- Task details
Where the material below has a line containing "their layout last.", start repeating exactly, and keep going through the line containing "PathBuf, root: PathBuf", with no other lines.
--------------------
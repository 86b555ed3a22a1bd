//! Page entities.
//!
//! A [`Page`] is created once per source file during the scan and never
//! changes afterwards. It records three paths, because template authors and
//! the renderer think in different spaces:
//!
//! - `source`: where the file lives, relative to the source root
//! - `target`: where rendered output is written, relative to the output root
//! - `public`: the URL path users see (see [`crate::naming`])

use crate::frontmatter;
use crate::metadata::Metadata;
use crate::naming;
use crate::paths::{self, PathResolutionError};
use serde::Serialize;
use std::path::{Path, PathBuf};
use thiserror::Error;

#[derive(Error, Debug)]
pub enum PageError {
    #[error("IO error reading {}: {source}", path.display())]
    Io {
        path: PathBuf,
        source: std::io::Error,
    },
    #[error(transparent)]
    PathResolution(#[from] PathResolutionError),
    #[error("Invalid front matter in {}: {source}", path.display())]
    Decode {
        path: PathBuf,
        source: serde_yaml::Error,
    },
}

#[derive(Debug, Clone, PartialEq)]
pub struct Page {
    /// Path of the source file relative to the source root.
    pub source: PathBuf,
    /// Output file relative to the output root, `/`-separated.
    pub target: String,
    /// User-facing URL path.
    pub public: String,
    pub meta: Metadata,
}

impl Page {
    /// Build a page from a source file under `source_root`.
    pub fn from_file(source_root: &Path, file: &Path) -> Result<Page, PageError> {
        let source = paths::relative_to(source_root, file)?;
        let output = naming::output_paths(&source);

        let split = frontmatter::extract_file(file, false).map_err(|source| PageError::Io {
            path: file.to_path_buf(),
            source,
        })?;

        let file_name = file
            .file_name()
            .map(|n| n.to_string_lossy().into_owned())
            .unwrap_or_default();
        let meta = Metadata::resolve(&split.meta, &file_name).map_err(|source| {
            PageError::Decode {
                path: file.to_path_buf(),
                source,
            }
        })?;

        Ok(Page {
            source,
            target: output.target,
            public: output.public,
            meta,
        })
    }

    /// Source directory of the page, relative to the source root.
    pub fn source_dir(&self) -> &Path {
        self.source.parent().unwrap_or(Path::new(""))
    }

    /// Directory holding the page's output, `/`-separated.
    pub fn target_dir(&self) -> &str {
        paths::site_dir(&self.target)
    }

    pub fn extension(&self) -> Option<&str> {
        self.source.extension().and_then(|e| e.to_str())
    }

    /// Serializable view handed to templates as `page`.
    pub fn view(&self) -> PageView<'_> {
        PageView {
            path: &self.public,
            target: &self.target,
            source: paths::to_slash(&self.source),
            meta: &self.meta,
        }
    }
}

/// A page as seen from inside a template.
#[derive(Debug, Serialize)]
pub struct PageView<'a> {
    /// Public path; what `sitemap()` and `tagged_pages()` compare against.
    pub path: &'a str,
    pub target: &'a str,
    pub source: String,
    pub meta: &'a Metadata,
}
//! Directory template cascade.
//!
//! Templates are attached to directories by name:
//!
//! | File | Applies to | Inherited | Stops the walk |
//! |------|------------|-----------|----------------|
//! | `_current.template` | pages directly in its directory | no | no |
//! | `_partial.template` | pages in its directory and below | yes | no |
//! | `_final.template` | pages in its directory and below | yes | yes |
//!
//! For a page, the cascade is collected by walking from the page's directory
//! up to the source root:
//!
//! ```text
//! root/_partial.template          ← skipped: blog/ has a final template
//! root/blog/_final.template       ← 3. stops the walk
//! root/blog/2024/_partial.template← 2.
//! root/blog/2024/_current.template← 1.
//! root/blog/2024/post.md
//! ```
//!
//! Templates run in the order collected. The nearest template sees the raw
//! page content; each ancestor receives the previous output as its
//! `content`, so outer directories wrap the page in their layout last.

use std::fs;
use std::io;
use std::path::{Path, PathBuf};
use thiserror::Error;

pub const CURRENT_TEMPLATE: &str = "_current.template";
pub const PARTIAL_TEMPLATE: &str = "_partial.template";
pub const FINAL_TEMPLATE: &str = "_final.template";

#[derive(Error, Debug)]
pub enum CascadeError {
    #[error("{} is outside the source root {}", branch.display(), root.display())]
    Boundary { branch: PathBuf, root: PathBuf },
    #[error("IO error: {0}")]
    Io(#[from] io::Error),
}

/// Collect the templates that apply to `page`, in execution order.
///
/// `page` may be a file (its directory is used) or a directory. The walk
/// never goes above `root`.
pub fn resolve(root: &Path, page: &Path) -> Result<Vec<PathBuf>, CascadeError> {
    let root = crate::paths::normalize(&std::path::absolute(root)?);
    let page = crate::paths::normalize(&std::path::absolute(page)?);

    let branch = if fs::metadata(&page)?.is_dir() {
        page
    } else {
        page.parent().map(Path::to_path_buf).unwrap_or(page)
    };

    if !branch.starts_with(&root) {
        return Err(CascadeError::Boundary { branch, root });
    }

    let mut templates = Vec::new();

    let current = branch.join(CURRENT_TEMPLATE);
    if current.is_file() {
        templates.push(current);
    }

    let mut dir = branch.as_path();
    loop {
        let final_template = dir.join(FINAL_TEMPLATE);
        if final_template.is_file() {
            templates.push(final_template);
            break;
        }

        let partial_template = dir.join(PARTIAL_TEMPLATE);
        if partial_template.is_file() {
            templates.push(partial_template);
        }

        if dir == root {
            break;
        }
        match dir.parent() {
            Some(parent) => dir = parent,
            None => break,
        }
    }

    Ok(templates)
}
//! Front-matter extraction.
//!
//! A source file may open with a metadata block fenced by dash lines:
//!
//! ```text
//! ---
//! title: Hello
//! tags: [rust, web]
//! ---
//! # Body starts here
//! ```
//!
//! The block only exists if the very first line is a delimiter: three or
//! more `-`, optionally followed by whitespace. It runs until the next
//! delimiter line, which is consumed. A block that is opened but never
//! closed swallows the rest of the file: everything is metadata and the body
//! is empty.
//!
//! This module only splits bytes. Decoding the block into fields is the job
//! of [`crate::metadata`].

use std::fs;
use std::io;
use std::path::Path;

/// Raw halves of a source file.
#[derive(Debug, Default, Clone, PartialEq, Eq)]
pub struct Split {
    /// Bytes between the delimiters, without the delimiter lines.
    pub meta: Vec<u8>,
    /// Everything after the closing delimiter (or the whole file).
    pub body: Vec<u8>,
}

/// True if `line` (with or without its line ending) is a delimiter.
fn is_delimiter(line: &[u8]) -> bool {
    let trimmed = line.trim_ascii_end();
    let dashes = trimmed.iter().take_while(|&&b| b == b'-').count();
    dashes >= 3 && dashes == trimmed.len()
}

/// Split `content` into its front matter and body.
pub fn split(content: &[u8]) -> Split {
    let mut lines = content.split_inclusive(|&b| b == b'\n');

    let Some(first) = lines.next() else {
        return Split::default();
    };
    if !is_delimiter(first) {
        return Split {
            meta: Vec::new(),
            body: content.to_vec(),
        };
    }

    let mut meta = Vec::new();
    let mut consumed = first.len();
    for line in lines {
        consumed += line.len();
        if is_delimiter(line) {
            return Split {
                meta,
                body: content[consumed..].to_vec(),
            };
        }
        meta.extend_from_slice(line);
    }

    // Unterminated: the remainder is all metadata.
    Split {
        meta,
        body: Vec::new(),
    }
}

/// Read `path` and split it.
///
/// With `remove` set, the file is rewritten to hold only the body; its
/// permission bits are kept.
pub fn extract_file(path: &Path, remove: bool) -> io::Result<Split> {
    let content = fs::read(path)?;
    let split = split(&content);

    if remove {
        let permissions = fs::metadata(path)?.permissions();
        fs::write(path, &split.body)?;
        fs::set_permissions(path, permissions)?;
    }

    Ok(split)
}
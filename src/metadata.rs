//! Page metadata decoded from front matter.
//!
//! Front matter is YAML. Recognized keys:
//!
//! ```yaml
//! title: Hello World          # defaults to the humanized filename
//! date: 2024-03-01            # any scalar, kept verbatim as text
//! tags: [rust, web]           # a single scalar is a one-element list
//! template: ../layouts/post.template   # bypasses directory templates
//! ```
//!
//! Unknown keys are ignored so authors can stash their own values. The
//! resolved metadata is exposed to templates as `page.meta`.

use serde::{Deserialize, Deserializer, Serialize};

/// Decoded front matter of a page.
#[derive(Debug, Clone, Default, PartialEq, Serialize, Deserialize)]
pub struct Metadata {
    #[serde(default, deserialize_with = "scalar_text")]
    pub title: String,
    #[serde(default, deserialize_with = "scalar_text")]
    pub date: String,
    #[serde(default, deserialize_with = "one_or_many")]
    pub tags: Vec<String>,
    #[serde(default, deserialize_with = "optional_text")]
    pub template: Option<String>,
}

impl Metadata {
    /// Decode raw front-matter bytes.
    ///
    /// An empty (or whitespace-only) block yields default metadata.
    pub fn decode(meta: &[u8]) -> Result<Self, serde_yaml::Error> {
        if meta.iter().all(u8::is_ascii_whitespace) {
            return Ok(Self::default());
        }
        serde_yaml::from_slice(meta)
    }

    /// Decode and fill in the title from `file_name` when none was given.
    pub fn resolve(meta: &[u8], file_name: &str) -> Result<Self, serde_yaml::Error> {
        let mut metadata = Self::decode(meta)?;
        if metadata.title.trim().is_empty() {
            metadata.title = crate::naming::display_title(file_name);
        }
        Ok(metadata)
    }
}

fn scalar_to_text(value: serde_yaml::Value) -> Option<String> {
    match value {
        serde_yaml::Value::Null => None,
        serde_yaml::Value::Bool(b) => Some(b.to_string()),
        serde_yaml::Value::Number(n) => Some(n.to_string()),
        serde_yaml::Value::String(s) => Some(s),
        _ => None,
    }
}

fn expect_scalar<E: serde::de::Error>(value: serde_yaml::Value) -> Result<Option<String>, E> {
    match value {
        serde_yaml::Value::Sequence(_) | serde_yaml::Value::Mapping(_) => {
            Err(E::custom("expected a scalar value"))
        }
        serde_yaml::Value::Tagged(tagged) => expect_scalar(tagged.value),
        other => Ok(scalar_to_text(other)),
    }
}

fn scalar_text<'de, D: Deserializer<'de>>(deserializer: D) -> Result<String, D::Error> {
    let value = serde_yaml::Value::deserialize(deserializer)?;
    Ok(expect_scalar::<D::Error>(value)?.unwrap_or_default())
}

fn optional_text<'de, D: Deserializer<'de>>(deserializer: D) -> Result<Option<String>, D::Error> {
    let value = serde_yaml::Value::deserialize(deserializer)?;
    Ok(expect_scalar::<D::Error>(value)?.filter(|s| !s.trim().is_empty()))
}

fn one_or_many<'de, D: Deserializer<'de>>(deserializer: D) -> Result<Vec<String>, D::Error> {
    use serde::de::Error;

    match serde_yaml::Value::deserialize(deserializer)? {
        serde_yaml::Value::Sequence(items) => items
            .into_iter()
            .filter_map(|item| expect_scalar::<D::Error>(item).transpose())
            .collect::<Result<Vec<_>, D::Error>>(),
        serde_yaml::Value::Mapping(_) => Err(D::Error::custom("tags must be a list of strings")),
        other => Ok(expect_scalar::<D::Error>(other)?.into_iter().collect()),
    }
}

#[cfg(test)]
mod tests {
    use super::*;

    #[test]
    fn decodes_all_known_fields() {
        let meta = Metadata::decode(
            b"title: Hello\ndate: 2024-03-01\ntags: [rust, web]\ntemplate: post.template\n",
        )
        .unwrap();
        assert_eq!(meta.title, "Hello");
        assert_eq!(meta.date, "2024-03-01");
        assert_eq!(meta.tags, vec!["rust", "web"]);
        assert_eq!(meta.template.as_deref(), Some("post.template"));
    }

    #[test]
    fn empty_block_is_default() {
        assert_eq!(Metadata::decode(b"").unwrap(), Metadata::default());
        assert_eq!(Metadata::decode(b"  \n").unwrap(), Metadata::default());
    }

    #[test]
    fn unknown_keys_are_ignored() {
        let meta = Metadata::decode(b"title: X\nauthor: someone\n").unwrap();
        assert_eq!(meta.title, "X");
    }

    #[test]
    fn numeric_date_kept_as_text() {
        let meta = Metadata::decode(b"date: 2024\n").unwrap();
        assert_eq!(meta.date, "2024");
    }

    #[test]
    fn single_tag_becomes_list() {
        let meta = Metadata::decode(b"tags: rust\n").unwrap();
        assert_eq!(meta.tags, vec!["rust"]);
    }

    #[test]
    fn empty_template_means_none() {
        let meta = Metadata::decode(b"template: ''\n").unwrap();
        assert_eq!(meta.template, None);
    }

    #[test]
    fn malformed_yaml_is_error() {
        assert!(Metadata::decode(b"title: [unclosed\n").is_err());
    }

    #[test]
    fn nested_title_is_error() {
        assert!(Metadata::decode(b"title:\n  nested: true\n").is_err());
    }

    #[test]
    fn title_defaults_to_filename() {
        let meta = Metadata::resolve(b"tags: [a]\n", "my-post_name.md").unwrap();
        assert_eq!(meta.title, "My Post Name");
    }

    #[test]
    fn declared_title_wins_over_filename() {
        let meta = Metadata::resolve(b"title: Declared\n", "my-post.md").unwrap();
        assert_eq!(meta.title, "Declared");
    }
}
--------------------
- Final answer
//! `content`, so outer directories wrap the page in their layout last.

use std::fs;
use std::io;
use std::path::{Path, PathBuf};
use thiserror::Error;

pub const CURRENT_TEMPLATE: &str = "_current.template";
pub const PARTIAL_TEMPLATE: &str = "_partial.template";
pub const FINAL_TEMPLATE: &str = "_final.template";

#[derive(Error, Debug)]
pub enum CascadeError {
    #[error("{} is outside the source root {}", branch.display(), root.display())]
    Boundary { branch: PathBuf, root: PathBuf },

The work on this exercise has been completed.